• **Assigned task**
Report every line of the records that includes the word "Chest".

• **Listed entries**
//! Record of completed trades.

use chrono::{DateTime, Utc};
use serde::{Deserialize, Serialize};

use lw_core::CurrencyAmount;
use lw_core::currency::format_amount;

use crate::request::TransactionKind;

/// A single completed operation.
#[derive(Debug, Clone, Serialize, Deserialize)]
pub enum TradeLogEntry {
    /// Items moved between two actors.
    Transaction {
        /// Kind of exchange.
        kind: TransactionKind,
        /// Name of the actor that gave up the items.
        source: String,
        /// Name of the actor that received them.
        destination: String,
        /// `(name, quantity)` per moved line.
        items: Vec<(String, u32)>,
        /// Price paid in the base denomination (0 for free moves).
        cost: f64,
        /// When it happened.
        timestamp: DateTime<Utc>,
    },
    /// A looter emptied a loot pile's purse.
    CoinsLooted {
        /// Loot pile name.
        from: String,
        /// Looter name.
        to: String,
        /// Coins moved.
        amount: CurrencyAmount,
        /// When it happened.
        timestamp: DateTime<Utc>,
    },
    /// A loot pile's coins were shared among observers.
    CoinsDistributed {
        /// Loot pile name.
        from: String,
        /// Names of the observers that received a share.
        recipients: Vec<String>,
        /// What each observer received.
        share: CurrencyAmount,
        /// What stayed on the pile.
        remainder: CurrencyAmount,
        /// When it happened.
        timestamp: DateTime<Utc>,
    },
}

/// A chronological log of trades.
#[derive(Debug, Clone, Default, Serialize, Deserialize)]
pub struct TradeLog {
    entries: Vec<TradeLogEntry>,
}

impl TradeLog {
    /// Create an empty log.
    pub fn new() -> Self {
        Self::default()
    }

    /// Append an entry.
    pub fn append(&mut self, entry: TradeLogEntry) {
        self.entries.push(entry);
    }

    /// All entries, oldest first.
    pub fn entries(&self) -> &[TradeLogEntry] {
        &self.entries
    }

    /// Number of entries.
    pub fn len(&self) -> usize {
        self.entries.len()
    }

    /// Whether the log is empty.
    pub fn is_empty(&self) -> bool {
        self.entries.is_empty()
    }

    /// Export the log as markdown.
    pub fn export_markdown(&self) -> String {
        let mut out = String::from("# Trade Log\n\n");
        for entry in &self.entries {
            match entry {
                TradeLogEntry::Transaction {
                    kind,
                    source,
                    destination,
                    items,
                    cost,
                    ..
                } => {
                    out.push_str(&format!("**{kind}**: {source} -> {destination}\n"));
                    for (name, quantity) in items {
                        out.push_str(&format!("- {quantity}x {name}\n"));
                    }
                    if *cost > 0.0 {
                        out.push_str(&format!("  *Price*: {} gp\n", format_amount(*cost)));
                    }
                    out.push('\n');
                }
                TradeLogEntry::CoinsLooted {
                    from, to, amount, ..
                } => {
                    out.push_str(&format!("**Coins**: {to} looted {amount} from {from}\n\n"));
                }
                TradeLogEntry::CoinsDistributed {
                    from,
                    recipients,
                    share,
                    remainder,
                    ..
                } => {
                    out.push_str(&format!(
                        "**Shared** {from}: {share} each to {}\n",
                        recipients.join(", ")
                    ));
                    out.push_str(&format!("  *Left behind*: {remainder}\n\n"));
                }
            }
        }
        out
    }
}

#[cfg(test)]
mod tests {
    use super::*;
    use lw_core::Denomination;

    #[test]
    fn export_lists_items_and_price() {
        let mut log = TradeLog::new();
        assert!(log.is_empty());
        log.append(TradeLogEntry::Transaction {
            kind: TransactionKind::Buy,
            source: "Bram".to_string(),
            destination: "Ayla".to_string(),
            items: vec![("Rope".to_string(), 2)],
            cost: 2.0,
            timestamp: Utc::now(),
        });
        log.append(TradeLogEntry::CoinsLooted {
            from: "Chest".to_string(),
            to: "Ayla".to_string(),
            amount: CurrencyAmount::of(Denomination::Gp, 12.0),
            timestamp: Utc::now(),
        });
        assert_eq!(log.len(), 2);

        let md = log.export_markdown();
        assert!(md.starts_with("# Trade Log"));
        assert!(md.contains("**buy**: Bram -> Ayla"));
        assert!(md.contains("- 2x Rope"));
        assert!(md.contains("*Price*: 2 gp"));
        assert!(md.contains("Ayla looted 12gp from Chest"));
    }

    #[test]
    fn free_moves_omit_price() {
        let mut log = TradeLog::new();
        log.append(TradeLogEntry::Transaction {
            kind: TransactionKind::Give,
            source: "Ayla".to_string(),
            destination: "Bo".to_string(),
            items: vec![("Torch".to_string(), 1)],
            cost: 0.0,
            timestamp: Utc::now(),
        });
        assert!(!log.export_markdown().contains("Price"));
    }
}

• **Response area**
            from: "Chest".to_string(),
        assert!(md.contains("Ayla looted 12gp from Chest"));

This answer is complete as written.